Attached files

file filename
S-1 - FORM S-1 - Resolute Energy Corpd73977sv1.htm
EX-23.3 - EX-23.3 - Resolute Energy Corpd73977exv23w3.htm
EX-23.4 - EX-23.4 - Resolute Energy Corpd73977exv23w4.htm
EX-23.1 - EX-23.1 - Resolute Energy Corpd73977exv23w1.htm
EX-23.2 - EX-23.2 - Resolute Energy Corpd73977exv23w2.htm
Exhibit 5.1
(DGS LOGO)
June 30, 2010
Board of Directors
Resolute Energy Corporation
1675 Broadway, Suite 1950
Denver, Colorado 80202
RE: Selling Stockholder Registration Statement on Form S-1 (File No. 333-___)
Ladies and Gentlemen:
     We have acted as counsel to Resolute Energy Corporation, a Delaware corporation (the “Company”), in connection with the preparation of a Registration Statement on Form S-1 filed by the Company with the Securities and Exchange Commission (the “Registration Statement”) relating to the registration under the Securities Act of 1933, as amended (the “Act”), of up to 12,859,193 shares of the Company’s common stock, $0.0001 par value per share (the “Shares”) being offered by the selling stockholders (“Selling Stockholders”). We understand that the Shares are being offered for resale to the public as described in the Registration Statement.
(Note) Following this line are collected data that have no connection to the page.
//! Repository trait definitions for master data

use crate::model::MaterialSpec;
use printcost_types::Error;

/// Repository for material presets
pub trait MaterialRepository {
    /// Load all material presets as (key, spec) pairs
    fn find_all(&self) -> Result<Vec<(String, MaterialSpec)>, Error>;

    /// Find a preset by its key (e.g., "PLA")
    fn find_by_key(&self, key: &str) -> Result<Option<MaterialSpec>, Error>;
}
//! Material preset master data (TOML)
//!
//! A shop can override the built-in filament presets with a TOML file:
//!
//! ```toml
//! [materials.PLA]
//! name = "PLA Estándar"
//! price_per_kg = 400.0
//! density_g_cm3 = 1.24
//! price_per_gram = 1.5
//! ```

use std::collections::BTreeMap;
use std::path::{Path, PathBuf};

use serde::Deserialize;

use printcost_domain::model::MaterialSpec;
use printcost_domain::repository::MaterialRepository;
use printcost_types::Error;

#[derive(Debug, Deserialize)]
struct PresetFile {
    #[serde(default)]
    materials: BTreeMap<String, MaterialSpec>,
}

/// Loaded material presets keyed by material code (e.g., "PLA")
#[derive(Debug, Clone)]
pub struct MaterialPresetLoader {
    presets: BTreeMap<String, MaterialSpec>,
}

impl MaterialPresetLoader {
    /// Load presets from a TOML master file
    pub fn load_from_file(path: &Path) -> Result<Self, Error> {
        if !path.exists() {
            return Err(Error::FileNotFound(path.display().to_string()));
        }

        let content = std::fs::read_to_string(path)?;
        let file: PresetFile = toml::from_str(&content)
            .map_err(|e| Error::PresetLoader(format!("{}: {}", path.display(), e)))?;

        Ok(Self {
            presets: file.materials,
        })
    }

    /// All presets in key order
    pub fn all_presets(&self) -> Vec<(String, MaterialSpec)> {
        self.presets
            .iter()
            .map(|(k, v)| (k.clone(), v.clone()))
            .collect()
    }

    /// Look up a preset by key, case-insensitively
    pub fn get(&self, key: &str) -> Option<&MaterialSpec> {
        self.presets
            .get(key)
            .or_else(|| self.presets.get(&key.to_uppercase()))
    }

    pub fn count(&self) -> usize {
        self.presets.len()
    }
}

/// File-based material repository (TOML)
pub struct FileMaterialRepository {
    toml_path: PathBuf,
    loader: MaterialPresetLoader,
}

impl FileMaterialRepository {
    /// Create a new repository from a TOML file path
    pub fn new(toml_path: PathBuf) -> Result<Self, Error> {
        let loader = MaterialPresetLoader::load_from_file(&toml_path)?;
        Ok(Self { toml_path, loader })
    }

    /// Get the TOML path
    pub fn toml_path(&self) -> &PathBuf {
        &self.toml_path
    }

    /// Reload data from TOML
    pub fn reload(&mut self) -> Result<(), Error> {
        self.loader = MaterialPresetLoader::load_from_file(&self.toml_path)?;
        Ok(())
    }
}

impl MaterialRepository for FileMaterialRepository {
    fn find_all(&self) -> Result<Vec<(String, MaterialSpec)>, Error> {
        Ok(self.loader.all_presets())
    }

    fn find_by_key(&self, key: &str) -> Result<Option<MaterialSpec>, Error> {
        Ok(self.loader.get(key).cloned())
    }
}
     This opinion is being furnished in connection with the requirements of Item 601(b)(5) of Regulation S-K under the Act. In rendering this opinion we have examined the Registration Statement and such corporate records and proceedings of the Company, including actions taken by the Company’s board of directors in respect of the authorization and issuance of the Shares, and such other matters as we deemed appropriate. In such examination, we have assumed the genuineness of all signatures, the authenticity of all documents submitted to us as originals and the conformity with the originals of all documents submitted to us as copies. We are opining herein as to the General Corporation Law of the State of Delaware, and we express no opinion with respect to any other laws. The foregoing reference to the Delaware General Corporation Law includes statutory provisions contained therein and all applicable provisions of the Delaware Constitution and reported judicial decisions interpreting such laws.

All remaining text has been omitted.